**What this task involves**.
If a line in the data below contains "Applied", copy it.

**Supplied entries**.
=-=-=-=-=
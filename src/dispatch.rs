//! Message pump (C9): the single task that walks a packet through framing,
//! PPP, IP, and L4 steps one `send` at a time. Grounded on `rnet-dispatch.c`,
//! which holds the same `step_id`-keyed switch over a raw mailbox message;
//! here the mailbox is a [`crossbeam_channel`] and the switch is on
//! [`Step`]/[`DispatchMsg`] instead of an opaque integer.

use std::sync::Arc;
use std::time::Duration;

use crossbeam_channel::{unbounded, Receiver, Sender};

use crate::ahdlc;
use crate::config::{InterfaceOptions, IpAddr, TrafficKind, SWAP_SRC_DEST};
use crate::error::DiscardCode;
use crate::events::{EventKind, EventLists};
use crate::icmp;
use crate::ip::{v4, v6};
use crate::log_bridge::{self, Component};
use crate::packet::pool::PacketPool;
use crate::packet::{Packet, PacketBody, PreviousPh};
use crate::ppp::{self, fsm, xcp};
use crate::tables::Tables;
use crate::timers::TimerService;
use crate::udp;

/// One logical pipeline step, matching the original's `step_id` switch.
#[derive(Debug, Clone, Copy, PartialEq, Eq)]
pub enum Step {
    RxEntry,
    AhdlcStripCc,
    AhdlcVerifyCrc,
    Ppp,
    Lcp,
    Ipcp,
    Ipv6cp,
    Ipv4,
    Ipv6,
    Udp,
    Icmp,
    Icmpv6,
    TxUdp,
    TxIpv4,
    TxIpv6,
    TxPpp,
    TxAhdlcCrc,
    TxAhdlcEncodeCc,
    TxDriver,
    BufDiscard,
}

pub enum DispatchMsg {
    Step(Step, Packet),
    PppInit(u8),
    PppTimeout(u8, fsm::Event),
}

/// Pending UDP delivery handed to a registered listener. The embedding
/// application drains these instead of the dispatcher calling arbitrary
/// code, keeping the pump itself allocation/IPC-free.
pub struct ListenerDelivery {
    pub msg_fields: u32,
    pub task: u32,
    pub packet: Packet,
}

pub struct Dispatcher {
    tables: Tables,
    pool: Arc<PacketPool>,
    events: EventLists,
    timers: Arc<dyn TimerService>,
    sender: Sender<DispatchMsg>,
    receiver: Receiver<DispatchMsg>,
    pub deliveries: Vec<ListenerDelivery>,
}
=-=-=-=-=
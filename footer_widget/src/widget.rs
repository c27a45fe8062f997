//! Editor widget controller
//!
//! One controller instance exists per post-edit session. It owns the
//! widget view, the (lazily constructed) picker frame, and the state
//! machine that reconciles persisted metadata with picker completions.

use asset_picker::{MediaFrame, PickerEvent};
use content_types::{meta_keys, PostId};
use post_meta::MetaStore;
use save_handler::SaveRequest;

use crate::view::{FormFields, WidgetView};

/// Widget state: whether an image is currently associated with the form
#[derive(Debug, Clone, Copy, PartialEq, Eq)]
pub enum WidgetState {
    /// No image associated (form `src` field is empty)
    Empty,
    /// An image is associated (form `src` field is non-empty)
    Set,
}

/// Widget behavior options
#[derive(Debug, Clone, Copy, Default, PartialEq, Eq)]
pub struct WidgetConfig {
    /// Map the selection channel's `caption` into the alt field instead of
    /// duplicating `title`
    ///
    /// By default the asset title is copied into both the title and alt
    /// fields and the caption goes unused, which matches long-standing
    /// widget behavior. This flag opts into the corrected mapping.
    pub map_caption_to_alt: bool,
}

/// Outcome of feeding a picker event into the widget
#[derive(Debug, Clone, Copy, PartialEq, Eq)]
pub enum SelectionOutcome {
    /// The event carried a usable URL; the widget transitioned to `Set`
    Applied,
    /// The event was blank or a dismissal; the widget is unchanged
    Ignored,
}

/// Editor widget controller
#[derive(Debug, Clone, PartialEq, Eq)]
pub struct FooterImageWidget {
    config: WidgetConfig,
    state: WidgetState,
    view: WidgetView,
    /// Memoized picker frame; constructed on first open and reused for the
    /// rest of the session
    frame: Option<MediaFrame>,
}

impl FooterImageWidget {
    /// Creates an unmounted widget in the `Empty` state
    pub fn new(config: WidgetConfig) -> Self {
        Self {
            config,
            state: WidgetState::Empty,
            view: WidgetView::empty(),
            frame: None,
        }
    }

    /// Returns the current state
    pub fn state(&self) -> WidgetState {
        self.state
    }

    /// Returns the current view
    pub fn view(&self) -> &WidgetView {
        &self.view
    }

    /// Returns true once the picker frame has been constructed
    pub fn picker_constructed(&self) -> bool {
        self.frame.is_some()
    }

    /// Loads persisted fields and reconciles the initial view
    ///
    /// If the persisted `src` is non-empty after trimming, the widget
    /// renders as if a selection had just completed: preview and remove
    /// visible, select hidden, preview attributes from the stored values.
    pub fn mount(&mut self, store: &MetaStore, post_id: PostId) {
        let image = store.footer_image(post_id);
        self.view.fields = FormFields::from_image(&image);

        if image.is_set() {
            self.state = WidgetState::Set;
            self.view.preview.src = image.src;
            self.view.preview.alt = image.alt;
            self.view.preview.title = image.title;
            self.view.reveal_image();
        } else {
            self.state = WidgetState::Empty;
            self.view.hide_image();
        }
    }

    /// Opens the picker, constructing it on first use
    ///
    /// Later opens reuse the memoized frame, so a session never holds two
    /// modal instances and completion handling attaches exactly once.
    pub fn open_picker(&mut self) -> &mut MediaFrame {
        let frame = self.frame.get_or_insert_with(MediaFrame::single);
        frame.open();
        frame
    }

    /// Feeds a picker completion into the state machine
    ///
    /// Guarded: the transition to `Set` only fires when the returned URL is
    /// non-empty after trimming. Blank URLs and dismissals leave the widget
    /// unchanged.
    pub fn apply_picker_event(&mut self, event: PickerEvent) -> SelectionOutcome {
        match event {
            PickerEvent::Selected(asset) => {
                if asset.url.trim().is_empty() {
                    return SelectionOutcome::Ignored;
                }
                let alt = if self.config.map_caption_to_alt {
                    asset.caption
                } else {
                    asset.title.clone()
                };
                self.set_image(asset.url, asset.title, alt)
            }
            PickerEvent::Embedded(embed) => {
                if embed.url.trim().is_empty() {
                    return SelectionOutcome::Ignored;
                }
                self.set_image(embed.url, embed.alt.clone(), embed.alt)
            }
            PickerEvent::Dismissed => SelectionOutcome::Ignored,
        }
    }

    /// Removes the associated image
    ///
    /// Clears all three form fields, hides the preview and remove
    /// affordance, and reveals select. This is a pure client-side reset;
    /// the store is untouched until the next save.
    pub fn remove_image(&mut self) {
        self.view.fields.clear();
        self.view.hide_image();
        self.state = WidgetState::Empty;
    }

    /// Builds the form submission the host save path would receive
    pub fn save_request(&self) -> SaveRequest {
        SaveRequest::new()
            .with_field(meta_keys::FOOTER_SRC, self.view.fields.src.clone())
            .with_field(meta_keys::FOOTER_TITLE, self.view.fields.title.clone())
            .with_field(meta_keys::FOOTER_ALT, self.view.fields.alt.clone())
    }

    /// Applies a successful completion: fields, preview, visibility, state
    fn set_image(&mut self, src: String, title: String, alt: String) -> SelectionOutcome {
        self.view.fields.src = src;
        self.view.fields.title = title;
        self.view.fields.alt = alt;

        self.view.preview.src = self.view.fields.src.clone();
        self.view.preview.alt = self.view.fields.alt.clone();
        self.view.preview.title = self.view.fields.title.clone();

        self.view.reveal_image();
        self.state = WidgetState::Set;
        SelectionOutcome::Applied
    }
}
=-=-=-=-=
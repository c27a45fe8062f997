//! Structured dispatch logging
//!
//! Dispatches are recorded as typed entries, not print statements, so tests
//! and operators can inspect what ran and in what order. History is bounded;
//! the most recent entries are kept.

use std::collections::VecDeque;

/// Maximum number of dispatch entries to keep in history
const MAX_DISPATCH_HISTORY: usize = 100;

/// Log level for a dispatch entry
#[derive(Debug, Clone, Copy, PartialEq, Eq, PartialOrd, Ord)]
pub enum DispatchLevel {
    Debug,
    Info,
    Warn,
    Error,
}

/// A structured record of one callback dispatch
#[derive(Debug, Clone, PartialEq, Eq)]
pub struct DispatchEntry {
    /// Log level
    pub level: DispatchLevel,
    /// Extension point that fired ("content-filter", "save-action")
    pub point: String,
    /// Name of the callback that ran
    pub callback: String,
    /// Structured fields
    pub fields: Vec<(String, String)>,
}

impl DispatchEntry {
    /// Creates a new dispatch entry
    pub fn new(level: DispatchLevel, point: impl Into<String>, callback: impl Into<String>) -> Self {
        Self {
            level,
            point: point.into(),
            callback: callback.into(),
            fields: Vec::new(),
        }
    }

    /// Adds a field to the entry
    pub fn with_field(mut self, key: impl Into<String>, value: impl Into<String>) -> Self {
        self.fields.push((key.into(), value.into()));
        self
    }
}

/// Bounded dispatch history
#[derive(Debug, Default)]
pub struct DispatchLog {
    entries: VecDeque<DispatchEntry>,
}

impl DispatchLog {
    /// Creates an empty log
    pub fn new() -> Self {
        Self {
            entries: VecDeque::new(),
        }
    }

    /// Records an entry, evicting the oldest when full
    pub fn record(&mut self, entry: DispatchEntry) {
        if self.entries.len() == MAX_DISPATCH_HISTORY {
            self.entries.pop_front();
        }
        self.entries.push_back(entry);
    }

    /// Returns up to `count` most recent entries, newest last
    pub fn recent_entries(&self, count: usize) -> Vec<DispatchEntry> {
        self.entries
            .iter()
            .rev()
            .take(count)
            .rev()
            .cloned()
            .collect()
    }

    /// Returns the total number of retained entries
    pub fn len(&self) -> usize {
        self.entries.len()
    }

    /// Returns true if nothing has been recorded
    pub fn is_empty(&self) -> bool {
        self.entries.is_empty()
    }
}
=-=-=-=-=
**Reply**.
    Applied,
        SelectionOutcome::Applied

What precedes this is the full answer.